Some people view losing their eyesight as the end of the world. Others claim low vision is a mere inconvenience. The authors of the National Low Vision Awareness website write, “People with low vision have difficulty seeing…which makes everyday tasks difficult to do.”
This elegantly simple, emotionally neutral description distills what stinks about low vision into one word: difficult. But difficult means more than difficult. From my perspective as a blind person, “difficult” is a euphemism for “pain in the ass.” Difficult is lipstick on a pig. Ask a woman about her “difficult” marriage and she’ll say it’s a living hell. Tell me that the “difficult” neighbor kid is coming to visit and I bar the door.
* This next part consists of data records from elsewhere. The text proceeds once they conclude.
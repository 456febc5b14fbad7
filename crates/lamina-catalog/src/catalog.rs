//! Layer catalog: per-layer variant assets with usage caps.

use lamina_core::errors::ErrorInfo;
use lamina_core::LaminaError;

/// One concrete asset option within a layer.
///
/// The asset is owned exclusively by its catalog entry; `used` mutates only
/// when the variant is accepted into a finalized item.
#[derive(Debug, Clone)]
pub struct VariantAsset<I> {
    name: String,
    max_uses: u32,
    used: u32,
    image: I,
}

impl<I> VariantAsset<I> {
    /// Creates a variant with the given usage cap (0 means unlimited).
    pub fn new(name: impl Into<String>, max_uses: u32, image: I) -> Self {
        Self {
            name: name.into(),
            max_uses,
            used: 0,
            image,
        }
    }

    /// Base name recorded into attributes and fingerprints.
    pub fn name(&self) -> &str {
        &self.name
    }

    /// Usage cap; 0 means unlimited.
    pub fn max_uses(&self) -> u32 {
        self.max_uses
    }

    /// Number of accepted items using this variant so far.
    pub fn used(&self) -> u32 {
        self.used
    }

    /// Drawable handle for the rendering collaborator.
    pub fn image(&self) -> &I {
        &self.image
    }

    /// Whether the cap is exhausted and the variant must be re-drawn.
    pub fn is_capped(&self) -> bool {
        self.max_uses != 0 && self.used >= self.max_uses
    }

    fn mark_used(&mut self) {
        self.used += 1;
    }
}

/// A named axis of visual variation with its ordered variants.
#[derive(Debug, Clone)]
pub struct LayerDefinition<I> {
    key: String,
    variants: Vec<VariantAsset<I>>,
}

impl<I> LayerDefinition<I> {
    /// Creates a layer from its ordered variant list.
    pub fn new(key: impl Into<String>, variants: Vec<VariantAsset<I>>) -> Self {
        Self {
            key: key.into(),
            variants,
        }
    }

    /// Layer key, shared with the attribute namespace.
    pub fn key(&self) -> &str {
        &self.key
    }

    /// Ordered variants.
    pub fn variants(&self) -> &[VariantAsset<I>] {
        &self.variants
    }

    /// Whether every variant has reached its cap.
    pub fn is_capped_out(&self) -> bool {
        self.variants.iter().all(VariantAsset::is_capped)
    }
}

/// Ordered set of layers; iteration order is paint order.
#[derive(Debug, Clone)]
pub struct LayerCatalog<I> {
    layers: Vec<LayerDefinition<I>>,
}

impl<I> LayerCatalog<I> {
    /// Builds a catalog, validating that every layer has at least one variant.
    pub fn new(layers: Vec<LayerDefinition<I>>) -> Result<Self, LaminaError> {
        if layers.is_empty() {
            return Err(LaminaError::Catalog(ErrorInfo::new(
                "catalog-empty",
                "catalog must contain at least one layer",
            )));
        }
        for layer in &layers {
            if layer.variants.is_empty() {
                return Err(LaminaError::Catalog(
                    ErrorInfo::new("layer-empty", "layer has no variant assets")
                        .with_context("layer", layer.key.clone()),
                ));
            }
        }
        Ok(Self { layers })
    }

    /// Ordered layers.
    pub fn layers(&self) -> &[LayerDefinition<I>] {
        &self.layers
    }

    /// Number of layers.
    pub fn layer_count(&self) -> usize {
        self.layers.len()
    }

    /// Variant at the given position.
    pub fn variant(&self, layer: usize, variant: usize) -> &VariantAsset<I> {
        &self.layers[layer].variants[variant]
    }

    /// Records an accepted use of the given variant.
    pub fn mark_used(&mut self, layer: usize, variant: usize) {
        self.layers[layer].variants[variant].mark_used();
    }
}

/// Splits a variant file stem into `(base name, usage cap)`.
///
/// `blue#2` yields ("blue", 2); a missing or unparsable cap falls back to 0
/// (unlimited).
pub fn parse_variant_stem(stem: &str) -> (String, u32) {
    match stem.split_once('#') {
        Some((name, cap)) => (name.to_string(), cap.parse().unwrap_or(0)),
        None => (stem.to_string(), 0),
    }
}
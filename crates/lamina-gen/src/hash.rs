//! Fingerprint and dna hashing.

use lamina_core::errors::ErrorInfo;
use lamina_core::LaminaError;
use sha2::{Digest, Sha256};

use crate::metadata::Attribute;

/// Hex-rendered SHA-256 of the given bytes.
pub fn hex_digest(bytes: &[u8]) -> String {
    format!("{:x}", Sha256::digest(bytes))
}

/// Content fingerprint of a layer combination: the selected variant names
/// joined with commas, in layer order, digested.
pub fn fingerprint(names: &[&str]) -> String {
    hex_digest(names.join(",").as_bytes())
}

/// Fingerprint stand-in for a 1-of-1 artwork.
///
/// Composition fingerprints are digests of comma-joined variant names, so
/// the `1of1:` prefix keeps this component out of their preimage space while
/// staying recomputable from the artwork's own identity.
pub fn unique_fingerprint_component(artwork_name: &str) -> String {
    hex_digest(format!("1of1:{artwork_name}").as_bytes())
}

/// Digest of the serialized attribute list.
pub fn attributes_digest(attributes: &[Attribute]) -> Result<String, LaminaError> {
    let bytes = serde_json::to_vec(attributes).map_err(|err| {
        LaminaError::Serde(ErrorInfo::new("attributes-serialize", err.to_string()))
    })?;
    Ok(hex_digest(&bytes))
}

/// Stable per-item identifier combining the fingerprint component with the
/// attribute digest.
pub fn dna(fingerprint_component: &str, attributes: &[Attribute]) -> Result<String, LaminaError> {
    let digest = attributes_digest(attributes)?;
    Ok(hex_digest(format!("{fingerprint_component}{digest}").as_bytes()))
}

#[cfg(test)]
mod tests {
    use super::*;
    use serde_json::Value;

    #[test]
    fn fingerprint_depends_on_order() {
        assert_ne!(fingerprint(&["red", "round"]), fingerprint(&["round", "red"]));
        assert_eq!(fingerprint(&["red", "round"]), fingerprint(&["red", "round"]));
    }

    #[test]
    fn dna_recomputes_from_stored_parts() {
        let attributes = vec![Attribute {
            trait_type: "background".to_string(),
            value: Value::String("red".to_string()),
        }];
        let fp = fingerprint(&["red"]);
        let first = dna(&fp, &attributes).expect("dna");
        let second = dna(&fp, &attributes).expect("dna");
        assert_eq!(first, second);
    }

    #[test]
    fn unique_component_cannot_alias_a_composition_fingerprint() {
        // A composition fingerprint is a 64-char hex digest; the unique
        // component digests a "1of1:"-prefixed name, never a digest of
        // comma-joined variant names.
        assert_ne!(unique_fingerprint_component("red"), fingerprint(&["red"]));
    }
}
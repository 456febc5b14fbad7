//! Image decoding for catalog assets.

use std::path::Path;

use image::RgbaImage;
use lamina_core::errors::ErrorInfo;
use lamina_core::LaminaError;

/// Decodes an asset file into RGBA pixels.
pub fn load_rgba(path: &Path) -> Result<RgbaImage, LaminaError> {
    let image = image::open(path).map_err(|err| {
        LaminaError::Render(
            ErrorInfo::new("image-decode", err.to_string())
                .with_context("path", path.display().to_string()),
        )
    })?;
    Ok(image.to_rgba8())
}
I propose three synonyms for “difficult.” The first is “annoying.” I get annoyed by blindness. Here’s an example, a dialogue with me as blind handyman:
Me: “To fix that faucet will take me four…”
My wife: “…eight…”
Me: “…hours. And cost fifty…”
My wife: “…one hundred…”
And the most annoying thing is, my wife is always right.
The second synonym for “difficult” is “distressing.” I find the consequences of blindness distressing. I figure I have lost over $1 million in earnings because of blindness. Yup, a million bucks, plus all the quarters I dropped and couldn’t find.
The third synonym for “difficult” is “frustrating.” Nowhere is my threshold for frustration lower than technology. My part in this is that I consider myself logical and linear when I am not. Therefore, I get frustrated when technology fails to translate my tangential and circuitous intentions into a straight-line, binary code it can understand.
But I am not going to whine. Difficulties bring rewards. By necessity, I have become a more resourceful problem-solver. I believe I am also more patient and tolerant. A very wise guy, Malcolm Gladwell, asserts that difficult tasks result in deeper, more lasting learning because they require more energy and focus. This belief keeps me plodding through the annoying, distressing and frustrating process. To use a food metaphor, these multiple rewards are the big bowl of ice cream you get after the interminable, insufferably difficult plate of force-fed vegetables.